View Single Post
Old 06-08-2012, 02:45 AM   #1
SauliusP.
Plugin developer
SauliusP. can name that song in three notesSauliusP. can name that song in three notesSauliusP. can name that song in three notesSauliusP. can name that song in three notesSauliusP. can name that song in three notesSauliusP. can name that song in three notesSauliusP. can name that song in three notesSauliusP. can name that song in three notesSauliusP. can name that song in three notesSauliusP. can name that song in three notesSauliusP. can name that song in three notes
 
SauliusP.'s Avatar
 
Posts: 108
Karma: 24394
Join Date: Feb 2012
Location: Lithuania
Device: Kindle
[Input Plugin] DOCX Input

Hello,

THIS PLUGIN IS OBSOLETE FROM Calibre version 0.9.34, as a native plugin supersedes it. This plugin won't be supported anymore.

As an article writer I have lots of DOCX and tried to find good free alternative for DOCX to EPUB, AZW3 or MOBI conversion. However, good EPUB tools are not free, and Amazon's conversion service did not satisfy me, it makes formatting crappy and "not book like". So here they are, my own conversion tools. Please feel free to use them for your own purposes. Development will continue, I will constantly add new features. I was quite surprised there is no other plugin for Calibre, as DOCX format is comparatively simple.

DOCX Input plugin converts a DOCX file format to OEB (if I'm not mistaken, bunch of HTMLs with OPF file and CSS stylesheets). Then Calibre converts it to anything it supports. My main target is AZW3 (KF8) and MOBI, but no hacks included for better support.

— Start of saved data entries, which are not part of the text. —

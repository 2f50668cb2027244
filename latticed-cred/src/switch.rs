//! The switch/interconnect capability interface, replacing Slurm's
//! `dlopen`-based plugin dispatch with a trait object registry per
//! §9's redesign note: "capability-interface plugin pattern" — one
//! `Switch` trait, one `SwitchRegistry` keyed by a 32-bit plugin id
//! that rides along in packed messages so a credential can survive a
//! cross-version upgrade without the two ends agreeing on a plugin
//! name string.

use latticed_base::{not_found, Result};
use std::collections::HashMap;
use std::sync::Arc;

pub trait Switch: Send + Sync {
    fn alloc_job_info(&self, job_id: u64) -> Result<Vec<u8>>;
    fn free_job_info(&self, opaque: &[u8]);
    fn pack_job_info(&self, opaque: &[u8]) -> Vec<u8>;
    fn unpack_job_info(&self, packed: &[u8]) -> Result<Vec<u8>>;

    fn node_init(&self) -> Result<()>;
    fn node_fini(&self) -> Result<()>;

    /// As root, in the job-manager process, before the setuid child
    /// forks.
    fn job_preinit(&self, job_id: u64) -> Result<()>;
    /// In the setuid child, before tasks launch.
    fn job_init(&self, job_id: u64) -> Result<()>;
    /// In the setuid child, after every task exits.
    fn job_fini(&self, job_id: u64) -> Result<()>;
    /// Back in the root job-manager process, after `job_fini`.
    fn job_postinit(&self, job_id: u64) -> Result<()>;

    fn job_suspend_test(&self, job_id: u64) -> Result<bool>;
    fn job_suspend(&self, job_id: u64) -> Result<()>;
    fn job_resume_test(&self, job_id: u64) -> Result<bool>;
    fn job_resume(&self, job_id: u64) -> Result<()>;
}

/// Reference provider: every hook is a no-op, standing in for a plain
/// Ethernet fabric with no interconnect-specific setup.
pub struct NoopSwitch;

impl Switch for NoopSwitch {
    fn alloc_job_info(&self, _job_id: u64) -> Result<Vec<u8>> {
        Ok(Vec::new())
    }
    fn free_job_info(&self, _opaque: &[u8]) {}
    fn pack_job_info(&self, opaque: &[u8]) -> Vec<u8> {
        opaque.to_vec()
    }
    fn unpack_job_info(&self, packed: &[u8]) -> Result<Vec<u8>> {
        Ok(packed.to_vec())
    }
    fn node_init(&self) -> Result<()> {
        Ok(())
    }
    fn node_fini(&self) -> Result<()> {
        Ok(())
    }
    fn job_preinit(&self, _job_id: u64) -> Result<()> {
        Ok(())
    }
    fn job_init(&self, _job_id: u64) -> Result<()> {
        Ok(())
    }
    fn job_fini(&self, _job_id: u64) -> Result<()> {
        Ok(())
    }
    fn job_postinit(&self, _job_id: u64) -> Result<()> {
        Ok(())
    }
    fn job_suspend_test(&self, _job_id: u64) -> Result<bool> {
        Ok(true)
    }
    fn job_suspend(&self, _job_id: u64) -> Result<()> {
        Ok(())
    }
    fn job_resume_test(&self, _job_id: u64) -> Result<bool> {
        Ok(true)
    }
    fn job_resume(&self, _job_id: u64) -> Result<()> {
        Ok(())
    }
}

/// The well-known plugin id for [`NoopSwitch`], the "ethernet" fabric.
pub const ETHERNET_PLUGIN_ID: u32 = 100;

#[derive(Default)]
pub struct SwitchRegistry {
    providers: HashMap<u32, Arc<dyn Switch>>,
}

impl SwitchRegistry {
    pub fn new() -> SwitchRegistry {
        SwitchRegistry::default()
    }

    /// A registry with the no-op Ethernet provider already registered,
    /// matching "replicating every plugin flavor is not required" —
    /// one reference provider is enough to exercise the interface.
    pub fn with_ethernet() -> SwitchRegistry {
        let mut registry = SwitchRegistry::new();
        registry.register(ETHERNET_PLUGIN_ID, Arc::new(NoopSwitch));
        registry
    }

    pub fn register(&mut self, plugin_id: u32, provider: Arc<dyn Switch>) {
        self.providers.insert(plugin_id, provider);
    }

    pub fn get(&self, plugin_id: u32) -> Result<Arc<dyn Switch>> {
        self.providers
            .get(&plugin_id)
            .cloned()
            .ok_or_else(|| not_found(format!("switch plugin {plugin_id} not registered")))
    }
}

Did you know that with this plugin you can view DOCX files in the Calibre without opening them in Word?! Just go to Settings > Behavior and tick the DOCX format in the list Use internal viewer for!

TTF and OTF (type "OTTO") font embedding is supported.
Note: it is your legal responsibility to embed fonts (check copyright before).
OTF is supported only of TTF type or type "OTTO", i.e. single font/family in the file. TrueType Collections are not yet supported.

The next post contains features, userguide, other information and also a demo docx file, to show off the supported features of the plugin.


SUPPORTED FEATURES
Spoiler:

1. Conversion to CSS and filtering of Word styles (only in-use styles are converted).
2. Paragraph properties: left, right indents, first line indent, last rendered page break (might be: manual page break, style-based page break, section break etc).
3. Images support. Wrapped around pictures are floated to left or right side. There is no alignment in Word itself, so I calculate it like this: if image is 7 centimeters (or more) off the left page boundary, I assume it is "right-aligned".
4. Tables (also multi-level table in a cell support).
5. Everything until first rendered page break is considered to be "a cover". I.e. most of my documents, that I convert, include some type of cover and a manual page break.
6. Font embedding of DejaVu Serif (included into plugin itself).
7. Footnotes are saved into individual HTML files and superscript links are added.
8. Paragraphs, that have TOC level styles applied (like Heading 1, 2 etc., or custom ones), are converted to appropriate level h1, h2 etc. HTML tags.
9. Font-sizes are converted to pt (same value, as you see in Word itself).
10. Indents are converted to em (just looks better).
11. Line breaks.
12. Options dialogue (via "Customize plugin"): Cover—force use first image in document, even if metadata contains another one on/off; drop content until first page break (assuming, that first page is just a cover image followed by a page break); embed fonts on/off, particularly useful when testing output with Calibre's EPUB viewer, which drops formatting because of Qt bug.
13. Strike-through (double strike-through is converted as single), subscript and superscript.
14. Underline support.
15. TTF font embedding.
16. Font face support (with embedding).
17. Lists support: numbered, bulleted, nested, continued.
18. OTF type "OTTO" embedding.
19. Paragraphs "before"/"after" setting.


NOT SUPPORTED
Spoiler:

1. Table styling. Now only collapsed 1px black borders are hard-coded.
2. Footnotes back-link.
3. No endnotes support and is not planned. If required, I convert all endnotes to footnotes beforehand.
4. Another fancy things, like vector graphics, OLEs, effects etc. Not planned either.


PLANNED
Spoiler:

1. Options to switch font-size units: em, pt, px, %.
2. Table styling (if not too difficult).
3. Embedding of the embedded fonts in the DOCX.


User Guide
Spoiler:

When you call conversion dialogue, there you'll see "DOCX Input" icon on the left. There you might want to choose some options to adjust conversion from DOCX.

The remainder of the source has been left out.